Records provided:
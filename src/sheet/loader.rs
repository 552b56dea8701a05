//! Load character sheets from TOML files

use crate::core::error::{ProficiencyError, Result};
use crate::sheet::Character;
use std::fs;
use std::path::Path;

/// Load and validate a character sheet
pub fn load_sheet(path: &Path) -> Result<Character> {
    let content = fs::read_to_string(path)?;
    let character = parse_sheet(&content)?;
    tracing::info!(
        "Loaded {} from {}: {} skills, {} spells, {} ritual spells, {} bonuses",
        character.name,
        path.display(),
        character.skills.len(),
        character.spells.len(),
        character.ritual_spells.len(),
        character.bonuses.len()
    );
    Ok(character)
}

/// Parse and validate a character sheet from TOML text
pub fn parse_sheet(content: &str) -> Result<Character> {
    let mut character: Character = toml::from_str(content)?;
    character.normalize_attributes();
    validate_sheet(&character)?;
    Ok(character)
}

/// Reject entries the resolvers would refuse anyway
fn validate_sheet(character: &Character) -> Result<()> {
    let points = character
        .skills
        .iter()
        .map(|s| s.points)
        .chain(character.spells.iter().map(|s| s.points))
        .chain(character.ritual_spells.iter().map(|s| s.points));
    for value in points {
        crate::skills::normalize_points(value)?;
    }

    for spell in &character.ritual_spells {
        if spell.prerequisite_count < 0 {
            return Err(ProficiencyError::InvalidInput {
                field: "prerequisite_count",
                value: spell.prerequisite_count,
                reason: "prerequisite spell count must not be negative",
            });
        }
    }

    Ok(())
}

Exercise instructions:
Which lines above contain "bonuses"? Show each of them.

Answer for the task:
        "Loaded {} from {}: {} skills, {} spells, {} ritual spells, {} bonuses",
        character.bonuses.len()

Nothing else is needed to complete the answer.